Kegiatan yang dilakukan oleh kedua negara tersebut memiliki dampak positif, ujarnya, selain mendapatkan pengalaman akademik, hal ini juga bertujuan untuk mendapatkan pengakuan atau rekognisi secara internasional atas aktifitas mahasiswa yang melakukan kegiatan akademiknya, yang mengaplikasikan keilmuannya untuk memberikan solusi terhadap permasalahan di lingkungan masyarakat.

“Untuk diketahui, rekognisi ini tidak hanya sebatas menjadi narasumber tetapi ada persyaratannya, seperti harus adanya sertifikat apresiasi atas sebuah karya yang bobotnya 70%, yang dilengkapi dengan foto-foto, URL dan surat undangan sebagai sebagai pembicara yang nilanya 30%, sehingga menjadi nilai yang menguatkan rekognisi,” ungkapnya.

Ini mejadi penting, tegasnya, karena dalam hal ini rekognisi merupakan salah satu aspek di dalam pemeringkatan perguruan tinggi.
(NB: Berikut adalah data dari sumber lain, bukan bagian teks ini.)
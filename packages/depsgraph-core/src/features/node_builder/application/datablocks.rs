//! Datablocks without transform: node trees, shading, images, audio and
//! the small leaf types

use super::builder::NodeBuilder;
use crate::errors::Result;
use crate::features::builder_map::BuildTags;
use crate::features::node_builder::domain::BuildStep;
use crate::features::scene_db::{Entity, EntityData, TreeNode};
use crate::shared::models::{EntityId, IdType, LinkedState, NodeType, OpCode};

impl<'a> NodeBuilder<'a> {
    /// Whole-entity guard shared by every builder in this file
    ///
    /// Returns the entity when this call has to do the expansion.
    fn begin_datablock(&mut self, id: EntityId, step: BuildStep) -> Result<Option<&'a Entity>> {
        if self.check_is_built_and_tag(id, BuildTags::COMPLETE) {
            return Ok(None);
        }
        let entity = match self.entity(id) {
            Some(entity) => entity,
            None => return Ok(None),
        };
        self.record(id, step);
        self.add_id_node(id)?;
        Ok(Some(entity))
    }

    // ============================================================
    // Node trees
    // ============================================================

    /// Node tree parameters, output and every entity its nodes reference
    pub fn build_nodetree(&mut self, tree: EntityId) -> Result<()> {
        let entity = match self.begin_datablock(tree, BuildStep::NodeTree)? {
            Some(entity) => entity,
            None => return Ok(()),
        };
        self.build_parameters(tree)?;
        self.build_idproperties(&entity.properties)?;
        self.build_animdata_nodes(tree)?;
        self.add_op(tree, NodeType::NTreeOutput, OpCode::NTreeOutput)?;

        let nodes: &'a [TreeNode] = match &entity.data {
            EntityData::NodeTree(data) => data.nodes.as_slice(),
            _ => &[],
        };
        let db = self.db;
        for node in nodes {
            self.build_idproperties(&node.properties)?;
            let id = match node.id {
                Some(id) => id,
                None => continue,
            };
            match db.id_type(id) {
                Some(IdType::Object) => {
                    self.build_object(None, id, LinkedState::Indirectly, true)?;
                }
                Some(IdType::Scene) => {
                    self.build_scene_parameters(id)?;
                    // Defocus nodes read the camera of the referenced scene
                    if let Some(camera) = db.scene(id).and_then(|s| s.camera) {
                        self.build_object(None, camera, LinkedState::Indirectly, true)?;
                    }
                }
                Some(IdType::Text) | None => {}
                Some(_) => self.build_id(id)?,
            }
        }
        Ok(())
    }

    // ============================================================
    // Shading
    // ============================================================

    pub fn build_materials(&mut self, materials: &[EntityId]) -> Result<()> {
        for material in materials {
            self.build_material(*material)?;
        }
        Ok(())
    }

    pub fn build_material(&mut self, material: EntityId) -> Result<()> {
        let entity = match self.begin_datablock(material, BuildStep::Material)? {
            Some(entity) => entity,
            None => return Ok(()),
        };
        self.add_op(material, NodeType::Shading, OpCode::MaterialUpdate)?;
        self.build_idproperties(&entity.properties)?;
        self.build_animdata_nodes(material)?;
        self.build_parameters(material)?;
        if let EntityData::Material(shading) = &entity.data {
            if let Some(tree) = shading.node_tree {
                self.build_nodetree(tree)?;
            }
        }
        Ok(())
    }

    pub fn build_world(&mut self, world: EntityId) -> Result<()> {
        let entity = match self.begin_datablock(world, BuildStep::World)? {
            Some(entity) => entity,
            None => return Ok(()),
        };
        self.build_idproperties(&entity.properties)?;
        self.build_animdata_nodes(world)?;
        self.build_parameters(world)?;
        self.add_op(world, NodeType::Shading, OpCode::WorldUpdate)?;
        if let EntityData::World(shading) = &entity.data {
            if let Some(tree) = shading.node_tree {
                self.build_nodetree(tree)?;
            }
        }
        Ok(())
    }

    pub fn build_light(&mut self, light: EntityId) -> Result<()> {
        let entity = match self.begin_datablock(light, BuildStep::Light)? {
            Some(entity) => entity,
            None => return Ok(()),
        };
        self.build_parameters(light)?;
        self.build_idproperties(&entity.properties)?;
        self.build_animdata_nodes(light)?;
        if let EntityData::Light(shading) = &entity.data {
            if let Some(tree) = shading.node_tree {
                self.build_nodetree(tree)?;
            }
        }
        self.add_op(light, NodeType::Shading, OpCode::LightUpdate)?;
        Ok(())
    }

    pub fn build_texture(&mut self, texture: EntityId) -> Result<()> {
        let entity = match self.begin_datablock(texture, BuildStep::Texture)? {
            Some(entity) => entity,
            None => return Ok(()),
        };
        self.build_idproperties(&entity.properties)?;
        self.build_animdata_nodes(texture)?;
        self.build_parameters(texture)?;
        if let EntityData::Texture(data) = &entity.data {
            if let Some(tree) = data.node_tree {
                self.build_nodetree(tree)?;
            }
            if let Some(image) = data.image {
                self.build_image(image)?;
            }
        }
        self.add_op(texture, NodeType::GenericDatablock, OpCode::GenericDatablockUpdate)?;
        Ok(())
    }

    pub fn build_image(&mut self, image: EntityId) -> Result<()> {
        let entity = match self.begin_datablock(image, BuildStep::Image)? {
            Some(entity) => entity,
            None => return Ok(()),
        };
        self.build_parameters(image)?;
        self.build_idproperties(&entity.properties)?;
        self.add_op(image, NodeType::GenericDatablock, OpCode::GenericDatablockUpdate)?;
        Ok(())
    }

    pub fn build_vfont(&mut self, vfont: EntityId) -> Result<()> {
        let entity = match self.begin_datablock(vfont, BuildStep::VFont)? {
            Some(entity) => entity,
            None => return Ok(()),
        };
        self.build_parameters(vfont)?;
        self.build_idproperties(&entity.properties)?;
        self.add_op(vfont, NodeType::GenericDatablock, OpCode::GenericDatablockUpdate)?;
        Ok(())
    }

    // ============================================================
    // Object data
    // ============================================================

    pub fn build_camera(&mut self, camera: EntityId) -> Result<()> {
        let entity = match self.begin_datablock(camera, BuildStep::Camera)? {
            Some(entity) => entity,
            None => return Ok(()),
        };
        self.build_idproperties(&entity.properties)?;
        self.build_animdata_nodes(camera)?;
        self.build_parameters(camera)?;
        if let EntityData::Camera(data) = &entity.data {
            if let Some(focus) = data.dof_object {
                self.build_object(None, focus, LinkedState::Indirectly, false)?;
            }
        }
        Ok(())
    }

    pub fn build_speaker(&mut self, speaker: EntityId) -> Result<()> {
        let entity = match self.begin_datablock(speaker, BuildStep::Speaker)? {
            Some(entity) => entity,
            None => return Ok(()),
        };
        self.build_idproperties(&entity.properties)?;
        self.add_op(speaker, NodeType::Audio, OpCode::SpeakerEval)?;
        self.build_animdata_nodes(speaker)?;
        self.build_parameters(speaker)?;
        if let EntityData::Speaker(data) = &entity.data {
            if let Some(sound) = data.sound {
                self.build_sound(sound)?;
            }
        }
        Ok(())
    }

    pub fn build_sound(&mut self, sound: EntityId) -> Result<()> {
        let entity = match self.begin_datablock(sound, BuildStep::Sound)? {
            Some(entity) => entity,
            None => return Ok(()),
        };
        self.build_idproperties(&entity.properties)?;
        self.add_op(sound, NodeType::Audio, OpCode::SoundEval)?;
        self.build_animdata_nodes(sound)?;
        self.build_parameters(sound)?;
        Ok(())
    }

    // ============================================================
    // Leaf datablocks
    // ============================================================

    pub fn build_mask(&mut self, mask: EntityId) -> Result<()> {
        let entity = match self.begin_datablock(mask, BuildStep::Mask)? {
            Some(entity) => entity,
            None => return Ok(()),
        };
        self.build_idproperties(&entity.properties)?;
        self.build_animdata_nodes(mask)?;
        self.build_parameters(mask)?;
        self.add_op(mask, NodeType::Animation, OpCode::MaskAnimation)?;
        self.add_op(mask, NodeType::Parameters, OpCode::MaskEval)?;
        Ok(())
    }

    pub fn build_movieclip(&mut self, clip: EntityId) -> Result<()> {
        let entity = match self.begin_datablock(clip, BuildStep::MovieClip)? {
            Some(entity) => entity,
            None => return Ok(()),
        };
        self.build_idproperties(&entity.properties)?;
        self.build_animdata_nodes(clip)?;
        self.build_parameters(clip)?;
        self.add_op(clip, NodeType::Parameters, OpCode::MovieClipEval)?;
        Ok(())
    }

    pub fn build_cachefile(&mut self, cache_file: EntityId) -> Result<()> {
        let entity = match self.begin_datablock(cache_file, BuildStep::CacheFile)? {
            Some(entity) => entity,
            None => return Ok(()),
        };
        self.build_idproperties(&entity.properties)?;
        self.build_animdata_nodes(cache_file)?;
        self.build_parameters(cache_file)?;
        self.add_op(cache_file, NodeType::Cache, OpCode::FileCacheUpdate)?;
        Ok(())
    }
}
Ada beberapa hal yang yang perlu diperhatikan. Rekognisi terkait dengan hak paten, hak cipta atau buku, juri atau pelatih internasional, juri atau pelatih nasional, peserta dan pemakalah conference atau seminar internasional, peserta dan pemakalah conference atau seminar internasional nasional, peserta pameran internasional dan peserta pameran nasional.

Dijelaskannya,”Terkait dengan skor penilaian untuk rekognisi, bahwa rekognisi yang diperoleh mahasiswa itu ada 4 kategori, pertama ketika dia mendapatkan skor 3, jumlah poin rekognisi lebih dari 50, sedangkan ketika mendapatkan skor 2, jumlah poin rekognisinya 31 sampai 50, untuk skor 1, jumlah poin rekognisi maksimal 30, dan untuk skor 0 itu tidak ada poin rekognisi.” (dodiangga)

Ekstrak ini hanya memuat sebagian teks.